Bayes optimization is a sequential method that uses a model to predict new candidate parameters for assessment (RStudio).

The basic idea is to spend a little more time selecting the next hyperparameters to make fewer calls to the objective function (Koehrsen 2018).

Bayesian optimization approaches this task through a method known as surrogate optimization, where surrogate function is an approximation of the objective function (Ye 2020).

Below are how the bayes optimization works (Ye 2020):

Initialize a Gaussian Process ‘surrogate function’ prior distribution.
Choose several data points x such that the acquisition function a(x) operating on the current prior distribution is maximized.
Evaluate the data points x in the objective cost function c(x) and obtain the results, y.
Update the Gaussian Process prior distribution with the new data to produce a posterior (which will become the prior in the next step).
Repeat steps 2–5 for several iterations.
Interpret the current Gaussian Process distribution (which is very cheap to do) to find the global minima.

Later in this post, I will be showing the created grids under different methods.

Demonstration

In this demonstration, I will be using the employee attrition dataset from Kaggle.

Nevertheless, let’s begin the demonstration!

Setup the environment

First, I will set up the environment by calling all the packages I need for the analysis later.

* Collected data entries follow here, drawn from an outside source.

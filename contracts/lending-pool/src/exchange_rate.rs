use crate::constants::WAD;
use crate::error::Error;
use crate::helpers::{mul_div, mul_div_up};
use crate::storage::PoolLedger;

/// Underlying per share, scaled 1e18.
///
/// Share value is custody cash plus outstanding debt minus the reserve.
/// Unity while no shares exist.
pub fn lend_rate(ledger: &PoolLedger, cash: u128, share_supply: u128) -> Result<u128, Error> {
    if share_supply == 0 {
        return Ok(WAD);
    }
    let gross = cash
        .checked_add(ledger.total_debt)
        .ok_or(Error::AccountingInvariantViolation)?;
    let net = gross
        .checked_sub(ledger.total_reserve)
        .ok_or(Error::AccountingInvariantViolation)?;
    mul_div(net, WAD, share_supply)
}

/// Underlying debt per borrowed unit, scaled 1e18. Unity while nothing is borrowed.
pub fn debt_rate(ledger: &PoolLedger) -> Result<u128, Error> {
    if ledger.total_borrowed == 0 {
        return Ok(WAD);
    }
    if ledger.total_debt < ledger.total_borrowed {
        return Err(Error::AccountingInvariantViolation);
    }
    mul_div(ledger.total_debt, WAD, ledger.total_borrowed)
}

pub fn shares_for_underlying(amount: u128, lend_rate: u128) -> Result<u128, Error> {
    mul_div(amount, WAD, lend_rate)
}

pub fn underlying_for_shares(shares: u128, lend_rate: u128) -> Result<u128, Error> {
    mul_div(shares, lend_rate, WAD)
}

pub fn units_for_debt(amount: u128, debt_rate: u128) -> Result<u128, Error> {
    mul_div(amount, WAD, debt_rate)
}

/// Units owed for drawing `amount`, rounded against the borrower.
pub fn units_for_debt_up(amount: u128, debt_rate: u128) -> Result<u128, Error> {
    mul_div_up(amount, WAD, debt_rate)
}

pub fn debt_for_units(units: u128, debt_rate: u128) -> Result<u128, Error> {
    mul_div(units, debt_rate, WAD)
}

/// Underlying needed to retire `units` completely.
pub fn debt_for_units_up(units: u128, debt_rate: u128) -> Result<u128, Error> {
    mul_div_up(units, debt_rate, WAD)
}

#[cfg(test)]
mod test {
    use super::*;

    fn ledger(total_borrowed: u128, total_debt: u128, total_reserve: u128) -> PoolLedger {
        PoolLedger {
            total_deposited: 0,
            total_borrowed,
            total_debt,
            total_reserve,
            total_collateral: 0,
            ltv: 8,
            accrual_timestamp: 0,
        }
    }

    #[test]
    fn empty_pool_rates_are_unity() {
        let empty = ledger(0, 0, 0);
        assert_eq!(lend_rate(&empty, 0, 0).unwrap(), WAD);
        assert_eq!(lend_rate(&empty, 1_000, 0).unwrap(), WAD);
        assert_eq!(debt_rate(&empty).unwrap(), WAD);
    }

    #[test]
    fn lend_rate_counts_debt_and_excludes_reserve() {
        // 900 cash + 210 debt - 10 reserve over 1_000 shares
        let state = ledger(200, 210, 10);
        assert_eq!(lend_rate(&state, 900, 1_000).unwrap(), WAD * 11 / 10);
    }

    #[test]
    fn reserve_above_cash_and_debt_is_an_invariant_violation() {
        let state = ledger(0, 0, 500);
        assert_eq!(
            lend_rate(&state, 100, 1_000),
            Err(Error::AccountingInvariantViolation)
        );
    }

    #[test]
    fn debt_rate_tracks_interest_per_unit() {
        let state = ledger(1_000, 1_050, 0);
        let rate = debt_rate(&state).unwrap();
        assert_eq!(rate, WAD * 105 / 100);
        assert_eq!(debt_for_units(1_000, rate).unwrap(), 1_050);
        assert_eq!(units_for_debt(1_050, rate).unwrap(), 1_000);
        assert_eq!(units_for_debt(100, rate).unwrap(), 95);
        assert_eq!(units_for_debt_up(100, rate).unwrap(), 96);
        assert_eq!(units_for_debt_up(1_050, rate).unwrap(), 1_000);
        assert_eq!(debt_for_units(95, rate).unwrap(), 99);
        assert_eq!(debt_for_units_up(95, rate).unwrap(), 100);
    }

    #[test]
    fn debt_below_units_is_rejected() {
        let state = ledger(1_000, 999, 0);
        assert_eq!(debt_rate(&state), Err(Error::AccountingInvariantViolation));
    }

    #[test]
    fn share_conversions_round_down() {
        let rate = WAD * 3 / 2;
        assert_eq!(shares_for_underlying(100, rate).unwrap(), 66);
        assert_eq!(underlying_for_shares(66, rate).unwrap(), 99);
    }
}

packages <- c('tidyverse', 'readr', 'tidymodels', 'themis', 'doParallel',
              'tictoc')

for(p in packages){
  if(!require (p, character.only = T)){
    install.packages(p)
  }
  library(p, character.only = T)
}

For this demonstration, we will be using an R package called tune to tune the hyperparameters.

tune package supports both regular grid search method and bayes optimization.

Import the data

First I will import the data into the environment.

df <- read_csv("https://raw.githubusercontent.com/jasperlok/my-blog/master/_posts/2022-03-12-marketbasket/data/general_data.csv") %>%
  select(-c(EmployeeCount, StandardHours, EmployeeID))

I will set the random seed for reproducibility.

set.seed(1234)

Build a model

For simplicity, I will reuse the random forest model building code I wrote in my previous post.

You can refer to my previous post for the explanations of the model building.

df_split <- initial_split(df, 
                          prop = 0.6, 
                          strata = Attrition)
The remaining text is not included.